Statistical analyses

Data were analyzed using the Statistical Package for Social Sciences (SPSS) software (version 15.0 for Windows; SPSS Inc., Chicago, IL, USA). The t-test was used for comparing averages, the chi-test was used for comparing dispersion of two groups, and the Kruskal-Wallis-H test was used for comparing dispersion of multi-groups. All differences associated with a chance probability of 0.05 or less were considered statistically significant. Continuous variables are presented as mean ± SD.

Results

A total of 127 NMSC cases examined between January 2010 and September 2012 were reported.

Solitary/multiple

Solitary tumors were seen in 118 (92.9%), and multiple tumors in 9 (7.1%) patients.

Age

Mean age of the patients was 68.5 ± 13.6 (range 27 to 94) years. Mean ages of the cases diagnosed as BCC and SCC were 67.2 ± 13.9 and 72.4 ± 11.8 years, respectively. No statistically significant difference was found between groups (P = 0.062). The median age detected in men for BCC was 67.3 years, and in women was 67 years; for SCC, median ages were 69.8 years for men, and 76.7 years for women. Distribution of cases among age groups were as follows: 20 to 40 years, 2.4%; 41 to 50 years, 11.8%; 51 to 60 years, 11.8%; 61 to 70 years, 18.1%; 71 to 80 years, 37.8%; and >81 years, 18.1%. Median age of the cases with multiple tumors was 71.1 years. No statistically significant difference was found between age groups and cancer types (P = 0.410).

Gender

Among 72 men (56.7% of the total) and 55 women (43.3% of the total), BCC was observed in 53 men (41.7%) and 43 women (33.8%). SCCs were detected in 19 men (15.06%) and 12 women (9.44%). Male or female dominancy was not observed among cases with multiple tumors. No statistically significant difference was found between genders and cancer types (P = 0.556).

Cancer type

BCC was observed in 96 (75.6%) and SCC in 31 (24.4%) patients. Most (77.8%) of the multiple tumors were determined as BCC. Patient demographic features such as cancer type, gender and age are summarized in Table  1.

Table 1.

Relation between cancer type, gender, age and rates in patients

Cancer type
Male
Female
Total number
  Mean age (years) n Mean age (years) n n (%)
BCC
67.3
53
67
43
96 (75.6)
SCC
69.8
19
76.7
12
31 (24.4)
Total   72*   55* 127 (100)

*Number (n). BCC, basal cell carcinoma; SCC, squamous cell carcinoma.

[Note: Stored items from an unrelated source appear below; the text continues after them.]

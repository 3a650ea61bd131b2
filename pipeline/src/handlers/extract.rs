use image::imageops::FilterType;
use image::GrayImage;
use tilewatch_common::config::ScreenConfig;
use tilewatch_common::frame::{Frame, FrameRecord, Screen};

use super::{Flow, FrameHandler, HandlerError};

/// Crops the emulated display out of each raw frame, resamples it to the
/// canonical resolution, and flags whether it changed since the previous
/// frame. An unchanged screen stops the chain early — downstream handlers
/// would only repeat themselves.
pub struct ScreenExtractor {
    cfg: ScreenConfig,
    /// 2-bit truncation of the previous canonical screen.
    last_trunc: Option<Vec<u8>>,
    frames: u64,
}

impl ScreenExtractor {
    pub fn new(cfg: ScreenConfig) -> Self {
        Self {
            cfg,
            last_trunc: None,
            frames: 0,
        }
    }
}

/// Crop and area-resample a raw frame to the canonical screen.
pub fn extract_screen(frame: &Frame, cfg: &ScreenConfig) -> Result<Screen, HandlerError> {
    let [sx, sy] = cfg.source_position;
    let [sw, sh] = cfg.source_size;
    let [tw, th] = cfg.size;
    let crop = frame.crop(sx, sy, sw, sh);
    if crop.width == 0 || crop.height == 0 {
        return Err(HandlerError::Other(format!(
            "screen rectangle {sx},{sy} {sw}x{sh} lies outside a {}x{} frame",
            frame.width, frame.height
        )));
    }
    let img: GrayImage = GrayImage::from_raw(crop.width, crop.height, crop.pixels)
        .ok_or_else(|| HandlerError::Other("crop buffer size mismatch".into()))?;
    let resized = image::imageops::resize(&img, tw, th, FilterType::Triangle);
    Ok(Screen {
        pixels: resized.into_raw(),
        width: tw,
        height: th,
    })
}

impl FrameHandler for ScreenExtractor {
    fn handle(&mut self, rec: &mut FrameRecord) -> Result<Flow, HandlerError> {
        self.frames += 1;
        rec.frame_n = self.frames;
        let screen = extract_screen(&rec.frame, &self.cfg)?;
        let trunc: Vec<u8> = screen.pixels.iter().map(|&p| p >> 6).collect();
        rec.changed = self.last_trunc.as_deref() != Some(&trunc[..]);
        rec.screen = Some(screen);
        if !rec.changed {
            return Ok(Flow::StopFrame);
        }
        self.last_trunc = Some(trunc);
        Ok(Flow::Continue)
    }

    fn name(&self) -> &str {
        "screen-extract"
    }
}

#[cfg(test)]
mod tests {
    use super::*;

    fn cfg() -> ScreenConfig {
        ScreenConfig {
            source_position: [2, 2],
            source_size: [16, 16],
            size: [8, 8],
        }
    }

    fn frame_filled(v: u8) -> Frame {
        Frame::new(vec![v; 20 * 20], 20, 20, 0)
    }

    #[test]
    fn first_frame_is_always_changed() {
        let mut h = ScreenExtractor::new(cfg());
        let mut rec = FrameRecord::new(frame_filled(200));
        assert_eq!(h.handle(&mut rec).unwrap(), Flow::Continue);
        assert!(rec.changed);
        assert_eq!(rec.frame_n, 1);
        let screen = rec.screen.unwrap();
        assert_eq!((screen.width, screen.height), (8, 8));
        assert!(screen.pixels.iter().all(|&p| p == 200));
    }

    #[test]
    fn unchanged_screen_stops_frame() {
        let mut h = ScreenExtractor::new(cfg());
        let mut first = FrameRecord::new(frame_filled(200));
        h.handle(&mut first).unwrap();
        // Same screen content modulo sub-class noise (200 and 201 share a
        // 2-bit bucket).
        let mut second = FrameRecord::new(frame_filled(201));
        assert_eq!(h.handle(&mut second).unwrap(), Flow::StopFrame);
        assert!(!second.changed);
        assert_eq!(second.frame_n, 2);
        assert!(second.screen.is_some());
    }

    #[test]
    fn changed_screen_continues() {
        let mut h = ScreenExtractor::new(cfg());
        let mut first = FrameRecord::new(frame_filled(200));
        h.handle(&mut first).unwrap();
        let mut second = FrameRecord::new(frame_filled(40));
        assert_eq!(h.handle(&mut second).unwrap(), Flow::Continue);
        assert!(second.changed);
    }

    #[test]
    fn out_of_bounds_rectangle_errors() {
        let bad = ScreenConfig {
            source_position: [100, 100],
            source_size: [16, 16],
            size: [8, 8],
        };
        let mut h = ScreenExtractor::new(bad);
        let mut rec = FrameRecord::new(frame_filled(0));
        assert!(h.handle(&mut rec).is_err());
    }
}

Greatest diameter of the tumors

Mean diameter of all types of solitary and multiple tumors was 7.42 ± 3.49 mm. Mean tumor diameters for BCC and SCC were 7.08 ± 2.940 (range 2 to 15) mm and 8.48 ± 3.93 (range 3 to 22) mm, respectively. Mean diameters of all solitary and multiple tumors were 7.6 ± 3.311 mm and 7 ± 2.5 mm, respectively. A correlation was detected between cancer types and tumor dimensions (P = 0.030). Tumors were categorized according to their greatest diameters as: 0 to 2 mm (1.5%), 2.1 to 6 mm (45.6%), and ≥6.1 mm (52.9%).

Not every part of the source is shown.